MATERIAL SHOWN below:

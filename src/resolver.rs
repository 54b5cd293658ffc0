//! Interface group resolution
//!
//! Turns a logical group reference (a name, or nothing for the default
//! group) into a concrete, address-bearing interface group and caches it.

use crate::api::GroupApi;
use crate::cache::GroupCache;
use crate::error::{IfGroupError, IfGroupResult};
use crate::group::{GroupType, InterfaceGroup};
use std::sync::Arc;
use tokio_util::sync::CancellationToken;
use tracing::{debug, info};
use uuid::Uuid;

/// Resolves interface groups against a backend, caching by logical name
///
/// Owns its [`GroupCache`]. A resolved key is never fetched again for the
/// lifetime of the resolver; a key whose resolution failed is fetched again
/// on the next call. Concurrent resolutions of one key share a single fetch.
pub struct GroupResolver {
    api: Arc<dyn GroupApi>,
    cache: GroupCache,
}

impl GroupResolver {
    /// Create a resolver with an empty cache
    pub fn new(api: Arc<dyn GroupApi>) -> Self {
        Self::with_cache(api, GroupCache::new())
    }

    /// Create a resolver over an existing cache
    pub fn with_cache(api: Arc<dyn GroupApi>, cache: GroupCache) -> Self {
        Self { api, cache }
    }

    pub fn cache(&self) -> &GroupCache {
        &self.cache
    }

    pub fn api(&self) -> &Arc<dyn GroupApi> {
        &self.api
    }

    /// List every interface group, uncached
    pub async fn list_all(&self, cancel: &CancellationToken) -> IfGroupResult<Vec<InterfaceGroup>> {
        self.api.list_all(cancel).await
    }

    /// List the interface groups of one type, uncached
    ///
    /// Keeps the backend's order. Backend failures are returned as errors,
    /// never as an empty listing.
    pub async fn list_by_type(
        &self,
        kind: GroupType,
        cancel: &CancellationToken,
    ) -> IfGroupResult<Vec<InterfaceGroup>> {
        let groups = self.api.list_all(cancel).await?;
        let filtered: Vec<InterfaceGroup> = groups
            .into_iter()
            .filter(|group| group.group_type() == kind)
            .collect();
        debug!("Found {} {} interface groups", filtered.len(), kind);
        Ok(filtered)
    }

    /// Fetch one interface group by uid, uncached
    pub async fn group_by_uid(
        &self,
        uid: Uuid,
        cancel: &CancellationToken,
    ) -> IfGroupResult<InterfaceGroup> {
        self.api.get_by_uid(uid, cancel).await
    }

    /// Resolve an NFS interface group by name, or the default one
    ///
    /// With a name, the first NFS group carrying that name is used. Without
    /// one, the first NFS group in backend order becomes the default and is
    /// cached under [`DEFAULT_KEY`](crate::cache::DEFAULT_KEY). The returned
    /// group has at least one address, sorted ascending.
    pub async fn resolve_nfs_group(
        &self,
        name: Option<&str>,
        cancel: &CancellationToken,
    ) -> IfGroupResult<InterfaceGroup> {
        let key = GroupCache::key_for(name);
        self.cache
            .get_or_try_resolve(key, cancel, || self.fetch_nfs_group(name, cancel))
            .await
    }

    async fn fetch_nfs_group(
        &self,
        name: Option<&str>,
        cancel: &CancellationToken,
    ) -> IfGroupResult<InterfaceGroup> {
        let groups = self.list_by_type(GroupType::Nfs, cancel).await?;
        if groups.is_empty() {
            return Err(IfGroupError::NoGroupsFound {
                kind: GroupType::Nfs,
            });
        }

        let mut group = match name {
            Some(name) => groups
                .into_iter()
                .find(|group| group.name == name)
                .ok_or_else(|| IfGroupError::GroupNotFound(name.to_string()))?,
            None => groups
                .into_iter()
                .next()
                .ok_or(IfGroupError::NoGroupsFound {
                    kind: GroupType::Nfs,
                })?,
        };

        if !group.has_addresses() {
            return Err(IfGroupError::NoAddresses(group.name));
        }

        group.normalize();
        info!(
            "Resolved NFS interface group {} ({} addresses)",
            group.name,
            group.ips.len()
        );
        Ok(group)
    }
}
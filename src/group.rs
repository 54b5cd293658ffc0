//! Interface group records as exposed by the storage backend
//!
//! An interface group is a named set of floating IPs serving one protocol.

use serde::{Deserialize, Serialize};
use std::fmt;
use uuid::Uuid;

/// Protocol served by an interface group
#[derive(Debug, Clone, Copy, PartialEq, Eq, Hash, Serialize, Deserialize)]
pub enum GroupType {
    #[serde(rename = "NFS")]
    Nfs,
    #[serde(rename = "SMB")]
    Smb,
}

impl GroupType {
    /// Wire name of the group type
    pub fn as_str(&self) -> &'static str {
        match self {
            GroupType::Nfs => "NFS",
            GroupType::Smb => "SMB",
        }
    }
}

impl fmt::Display for GroupType {
    fn fmt(&self, f: &mut fmt::Formatter<'_>) -> fmt::Result {
        f.pad(self.as_str())
    }
}

/// One interface group and its addresses
///
/// Treated as immutable once fetched. Resolution hands out owned snapshots;
/// nothing updates a group in place after it has been cached.
#[derive(Debug, Clone, PartialEq, Eq, Serialize, Deserialize)]
pub struct InterfaceGroup {
    /// Subnet mask of the group's addresses
    #[serde(default)]
    pub subnet_mask: String,

    /// Human-readable name, unique within a type by convention
    pub name: String,

    /// Unique identifier used for direct lookups
    pub uid: Uuid,

    /// Floating IPs of the group
    #[serde(default)]
    pub ips: Vec<String>,

    /// Whether the group may manage supplementary GIDs
    #[serde(default)]
    pub allow_manage_gids: bool,

    /// Protocol served by the group
    #[serde(rename = "type")]
    pub group_type: GroupType,

    /// Default gateway of the group's subnet
    #[serde(default)]
    pub gateway: String,

    /// Backend-reported status
    #[serde(default)]
    pub status: String,
}

impl InterfaceGroup {
    /// Collection path of interface groups on the backend API
    pub const BASE_PATH: &'static str = "interfaceGroups";

    /// Fields that identify a group; only `status` and `ips` may change between fetches
    pub const IMMUTABLE_FIELDS: [&'static str; 4] = ["name", "gateway", "subnet_mask", "type"];

    /// Object type name used in diagnostics
    pub fn object_type(&self) -> &'static str {
        "interfaceGroup"
    }

    /// API path of this group
    pub fn api_path(&self) -> String {
        Self::path_for(&self.uid)
    }

    /// API path of the group with the given uid
    pub fn path_for(uid: &Uuid) -> String {
        format!("{}/{}", Self::BASE_PATH, uid)
    }

    pub fn group_type(&self) -> GroupType {
        self.group_type
    }

    pub fn is_nfs(&self) -> bool {
        self.group_type == GroupType::Nfs
    }

    pub fn is_smb(&self) -> bool {
        self.group_type == GroupType::Smb
    }

    /// Whether the group has at least one address to mount from
    pub fn has_addresses(&self) -> bool {
        !self.ips.is_empty()
    }

    /// Whether `other` is a later fetch of the same logical group
    ///
    /// Compares only the identity-defining fields listed in `IMMUTABLE_FIELDS`.
    pub fn same_identity(&self, other: &InterfaceGroup) -> bool {
        self.name == other.name
            && self.gateway == other.gateway
            && self.subnet_mask == other.subnet_mask
            && self.group_type == other.group_type
    }

    /// Sort the addresses ascending so index-based selection is reproducible
    pub fn normalize(&mut self) {
        self.ips.sort();
    }
}

impl fmt::Display for InterfaceGroup {
    fn fmt(&self, f: &mut fmt::Formatter<'_>) -> fmt::Result {
        write!(
            f,
            "InterfaceGroup {} uid: {} type: {} status: {}",
            self.name, self.uid, self.group_type, self.status
        )
    }
}

#[cfg(test)]
mod tests {
    use super::*;

    fn sample() -> InterfaceGroup {
        InterfaceGroup {
            subnet_mask: "255.255.255.0".to_string(),
            name: "nfs-ig".to_string(),
            uid: Uuid::nil(),
            ips: vec!["10.0.0.2".to_string(), "10.0.0.1".to_string()],
            allow_manage_gids: true,
            group_type: GroupType::Nfs,
            gateway: "10.0.0.254".to_string(),
            status: "OK".to_string(),
        }
    }

    #[test]
    fn deserializes_wire_record() {
        let json = r#"{
            "subnet_mask": "255.255.0.0",
            "name": "smb-ig",
            "uid": "4e3b1d5a-59a2-4a8e-9f57-4f4f7b1c2d3e",
            "ips": ["192.168.1.10"],
            "allow_manage_gids": false,
            "type": "SMB",
            "gateway": "192.168.0.1",
            "status": "OK"
        }"#;
        let group: InterfaceGroup = serde_json::from_str(json).unwrap();
        assert_eq!(group.name, "smb-ig");
        assert!(group.is_smb());
        assert!(!group.is_nfs());
        assert_eq!(group.ips, vec!["192.168.1.10"]);
        assert_eq!(
            group.uid.to_string(),
            "4e3b1d5a-59a2-4a8e-9f57-4f4f7b1c2d3e"
        );
    }

    #[test]
    fn missing_metadata_defaults() {
        let json = r#"{
            "name": "bare",
            "uid": "00000000-0000-0000-0000-000000000000",
            "type": "NFS"
        }"#;
        let group: InterfaceGroup = serde_json::from_str(json).unwrap();
        assert!(group.is_nfs());
        assert!(!group.has_addresses());
        assert!(group.status.is_empty());
    }

    #[test]
    fn rejects_unknown_type() {
        let json = r#"{"name": "x", "uid": "00000000-0000-0000-0000-000000000000", "type": "S3"}"#;
        assert!(serde_json::from_str::<InterfaceGroup>(json).is_err());
    }

    #[test]
    fn serializes_type_field() {
        let json = serde_json::to_string(&sample()).unwrap();
        assert!(json.contains(r#""type":"NFS""#));
    }

    #[test]
    fn display_format() {
        let text = sample().to_string();
        assert_eq!(
            text,
            "InterfaceGroup nfs-ig uid: 00000000-0000-0000-0000-000000000000 type: NFS status: OK"
        );
    }

    #[test]
    fn api_path_uses_uid() {
        assert_eq!(
            sample().api_path(),
            "interfaceGroups/00000000-0000-0000-0000-000000000000"
        );
        assert_eq!(sample().object_type(), "interfaceGroup");
    }

    #[test]
    fn immutable_fields_listed() {
        assert_eq!(
            InterfaceGroup::IMMUTABLE_FIELDS,
            ["name", "gateway", "subnet_mask", "type"]
        );
    }

    #[test]
    fn identity_ignores_status_and_ips() {
        let a = sample();
        let mut b = sample();
        b.status = "DEGRADED".to_string();
        b.ips.push("10.0.0.3".to_string());
        assert!(a.same_identity(&b));
        assert_ne!(a, b);

        b.gateway = "10.0.0.1".to_string();
        assert!(!a.same_identity(&b));
    }

    #[test]
    fn normalize_sorts_addresses() {
        let mut group = sample();
        group.ips = vec![
            "10.0.0.3".to_string(),
            "10.0.0.1".to_string(),
            "10.0.0.2".to_string(),
        ];
        group.normalize();
        assert_eq!(group.ips, vec!["10.0.0.1", "10.0.0.2", "10.0.0.3"]);
    }
}
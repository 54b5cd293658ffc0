//! Mount address selection
//!
//! Answers "which address should this host mount from": resolves the NFS
//! interface group and hashes the host identifier onto its addresses.

use crate::cache::GroupCache;
use crate::error::{IfGroupError, IfGroupResult};
use crate::resolver::GroupResolver;
use crate::selector::{local_host_identifier, select_address};
use tokio_util::sync::CancellationToken;
use tracing::{debug, info};

/// Picks a stable NFS mount address for this host
///
/// Safe to share between tasks behind an `Arc`; see [`GroupCache`] for the
/// single-flight guarantee on concurrent first resolutions. No retries and
/// no timeouts happen here; cancel through the token instead.
pub struct MountIpResolver {
    resolver: GroupResolver,
    host_identifier: Option<String>,
}

impl MountIpResolver {
    /// Select addresses for the local host
    pub fn new(resolver: GroupResolver) -> Self {
        Self {
            resolver,
            host_identifier: None,
        }
    }

    /// Hash `host_identifier` instead of the local hostname
    pub fn with_host_identifier(mut self, host_identifier: impl Into<String>) -> Self {
        self.host_identifier = Some(host_identifier.into());
        self
    }

    pub fn resolver(&self) -> &GroupResolver {
        &self.resolver
    }

    /// Identifier hashed to pick an address
    pub fn host_identifier(&self) -> String {
        match &self.host_identifier {
            Some(id) if !id.is_empty() => id.clone(),
            _ => local_host_identifier(),
        }
    }

    /// Address this host should mount the NFS interface group from
    ///
    /// `group_name` of `None` uses the default NFS group.
    pub async fn get_mount_address(
        &self,
        group_name: Option<&str>,
        cancel: &CancellationToken,
    ) -> IfGroupResult<String> {
        let key = GroupCache::key_for(group_name);
        let group = match self.resolver.cache().lookup(key) {
            Some(group) => group,
            None => {
                debug!("Interface group {} not cached, resolving", key);
                self.resolver.resolve_nfs_group(group_name, cancel).await?
            }
        };

        // The cache can be filled directly, bypassing the resolver's checks.
        if !group.has_addresses() {
            return Err(IfGroupError::NoAddresses(group.name));
        }

        let host = self.host_identifier();
        let address = select_address(&group.ips, &host)?;
        info!(
            "Selected {} from interface group {} for host {}",
            address, group.name, host
        );
        Ok(address)
    }
}
//! ifgroup - storage interface group resolution
//!
//! Resolves the NFS interface groups a storage cluster exposes and picks one
//! address per client host, stable for that host and spread across hosts.

pub mod api;
pub mod cache;
pub mod cli;
pub mod config;
pub mod error;
pub mod group;
pub mod mount;
pub mod resolver;
pub mod selector;

#[cfg(test)]
mod fixtures;

pub use error::{IfGroupError, IfGroupResult};
pub use group::{GroupType, InterfaceGroup};
pub use mount::MountIpResolver;
pub use resolver::GroupResolver;
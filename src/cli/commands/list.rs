//! List command - show interface groups

use crate::api::create_api;
use crate::cli::args::{ListArgs, OutputFormat};
use crate::config::Config;
use crate::error::IfGroupResult;
use crate::group::{GroupType, InterfaceGroup};
use crate::resolver::GroupResolver;
use console::style;
use std::path::Path;
use tokio_util::sync::CancellationToken;

/// Execute the list command
pub async fn execute(
    args: ListArgs,
    config: &Config,
    groups_file: Option<&Path>,
    cancel: &CancellationToken,
) -> IfGroupResult<()> {
    let resolver = GroupResolver::new(create_api(config, groups_file).await?);

    let groups = match args.group_type {
        Some(kind) => resolver.list_by_type(GroupType::from(kind), cancel).await?,
        None => resolver.list_all(cancel).await?,
    };

    match args.format {
        OutputFormat::Table => print_table(&groups),
        OutputFormat::Json => print_json(&groups)?,
        OutputFormat::Plain => print_plain(&groups),
    }

    Ok(())
}

fn print_table(groups: &[InterfaceGroup]) {
    if groups.is_empty() {
        println!("No interface groups");
        return;
    }

    println!(
        "{:<20} {:<6} {:<38} {:<10} {}",
        style("NAME").bold(),
        style("TYPE").bold(),
        style("UID").bold(),
        style("STATUS").bold(),
        style("IPS").bold()
    );
    println!("{}", "-".repeat(90));

    for group in groups {
        println!(
            "{:<20} {:<6} {:<38} {:<10} {}",
            group.name,
            group.group_type,
            group.uid.to_string(),
            group.status,
            group.ips.join(",")
        );
    }

    println!();
    println!("{} interface group(s)", groups.len());
}

pub(crate) fn print_json<T: serde::Serialize + ?Sized>(value: &T) -> IfGroupResult<()> {
    let json = serde_json::to_string_pretty(value)?;
    println!("{}", json);
    Ok(())
}

fn print_plain(groups: &[InterfaceGroup]) {
    for group in groups {
        println!("{}", group.name);
    }
}
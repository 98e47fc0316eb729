// Managed event-listener registry
//
// Every listener the application attaches goes through this registry so
// the native detach always happens in lockstep with bookkeeping. The
// registry enforces a hard cap (oldest evicted first) and a periodic
// staleness sweep, both of which run the detach hook before dropping the
// entry.

use std::collections::BTreeMap;
use std::sync::{Arc, Mutex, Weak};

use tracing::{debug, warn};

/// Registry entry cap before oldest-first eviction.
pub const DEFAULT_MAX_LISTENERS: usize = 200;

/// Entries older than this are removed by the periodic sweep.
pub const DEFAULT_STALE_AGE_MS: u64 = 5 * 60 * 1000;

type DetachFn = Box<dyn FnOnce() + Send>;

struct ManagedListener {
    target: String,
    event: String,
    category: String,
    created_at_ms: u64,
    detach: Option<DetachFn>,
}

pub struct ListenerRegistry {
    max_listeners: usize,
    stale_age_ms: u64,
    // BTreeMap keyed by monotonically increasing id keeps entries in
    // attachment order, which is the eviction order.
    entries: BTreeMap<u64, ManagedListener>,
    next_id: u64,
}

impl ListenerRegistry {
    pub fn new(max_listeners: usize, stale_age_ms: u64) -> Self {
        Self {
            max_listeners,
            stale_age_ms,
            entries: BTreeMap::new(),
            next_id: 1,
        }
    }

    /// Record a listener along with the hook that detaches it natively.
    /// Returns the entry id; prefer [`SharedListenerRegistry::add`] which
    /// returns a removable handle.
    pub fn add<F>(
        &mut self,
        target: &str,
        event: &str,
        category: &str,
        detach: F,
        now_ms: u64,
    ) -> u64
    where
        F: FnOnce() + Send + 'static,
    {
        let id = self.next_id;
        self.next_id += 1;
        self.entries.insert(
            id,
            ManagedListener {
                target: target.to_string(),
                event: event.to_string(),
                category: category.to_string(),
                created_at_ms: now_ms,
                detach: Some(Box::new(detach)),
            },
        );

        while self.entries.len() > self.max_listeners {
            if let Some((&oldest, _)) = self.entries.iter().next() {
                warn!(id = oldest, "listener cap exceeded; evicting oldest");
                self.remove(oldest);
            }
        }
        id
    }

    /// Detach and forget an entry. Unknown ids are a no-op, which makes
    /// repeated removal safe.
    pub fn remove(&mut self, id: u64) -> bool {
        match self.entries.remove(&id) {
            Some(mut entry) => {
                if let Some(detach) = entry.detach.take() {
                    detach();
                }
                debug!(
                    id,
                    target = %entry.target,
                    event = %entry.event,
                    "listener detached"
                );
                true
            }
            None => false,
        }
    }

    /// Remove every entry older than the staleness age. Returns how many
    /// were removed.
    pub fn sweep_stale(&mut self, now_ms: u64) -> usize {
        let stale: Vec<u64> = self
            .entries
            .iter()
            .filter(|(_, e)| now_ms.saturating_sub(e.created_at_ms) > self.stale_age_ms)
            .map(|(id, _)| *id)
            .collect();
        for id in &stale {
            self.remove(*id);
        }
        if !stale.is_empty() {
            debug!(count = stale.len(), "stale listeners swept");
        }
        stale.len()
    }

    /// Detach everything; used at shutdown.
    pub fn clear(&mut self) {
        let ids: Vec<u64> = self.entries.keys().copied().collect();
        for id in ids {
            self.remove(id);
        }
    }

    pub fn len(&self) -> usize {
        self.entries.len()
    }

    pub fn is_empty(&self) -> bool {
        self.entries.is_empty()
    }

    /// Count of entries under a given category.
    pub fn category_count(&self, category: &str) -> usize {
        self.entries
            .values()
            .filter(|e| e.category == category)
            .count()
    }
}

impl Default for ListenerRegistry {
    fn default() -> Self {
        Self::new(DEFAULT_MAX_LISTENERS, DEFAULT_STALE_AGE_MS)
    }
}

/// Shared registry handing out removable handles.
#[derive(Clone)]
pub struct SharedListenerRegistry {
    inner: Arc<Mutex<ListenerRegistry>>,
}

impl SharedListenerRegistry {
    pub fn new(registry: ListenerRegistry) -> Self {
        Self {
            inner: Arc::new(Mutex::new(registry)),
        }
    }

    pub fn add<F>(
        &self,
        target: &str,
        event: &str,
        category: &str,
        detach: F,
        now_ms: u64,
    ) -> ListenerHandle
    where
        F: FnOnce() + Send + 'static,
    {
        let id = match self.inner.lock() {
            Ok(mut registry) => registry.add(target, event, category, detach, now_ms),
            Err(_) => {
                warn!("listener registry poisoned; listener not tracked");
                0
            }
        };
        ListenerHandle {
            id,
            registry: Arc::downgrade(&self.inner),
        }
    }

    pub fn sweep_stale(&self, now_ms: u64) -> usize {
        self.inner
            .lock()
            .map(|mut r| r.sweep_stale(now_ms))
            .unwrap_or(0)
    }

    pub fn clear(&self) {
        if let Ok(mut registry) = self.inner.lock() {
            registry.clear();
        }
    }

    pub fn len(&self) -> usize {
        self.inner.lock().map(|r| r.len()).unwrap_or(0)
    }

    pub fn is_empty(&self) -> bool {
        self.len() == 0
    }
}

impl Default for SharedListenerRegistry {
    fn default() -> Self {
        Self::new(ListenerRegistry::default())
    }
}

/// Handle for one managed listener. `remove()` is idempotent; it is also
/// safe to call after the registry itself is gone.
pub struct ListenerHandle {
    id: u64,
    registry: Weak<Mutex<ListenerRegistry>>,
}

impl ListenerHandle {
    pub fn id(&self) -> u64 {
        self.id
    }

    pub fn remove(&self) {
        if let Some(registry) = self.registry.upgrade() {
            if let Ok(mut registry) = registry.lock() {
                registry.remove(self.id);
            }
        }
    }
}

End of MATERIAL SHOWN.

PROBLEM TO WORK ON
Would you copy out each line of the records above where the word "under" occurs?

EXPECTED ANSWER
    /// cached under [`DEFAULT_KEY`](crate::cache::DEFAULT_KEY). The returned
    /// Count of entries under a given category.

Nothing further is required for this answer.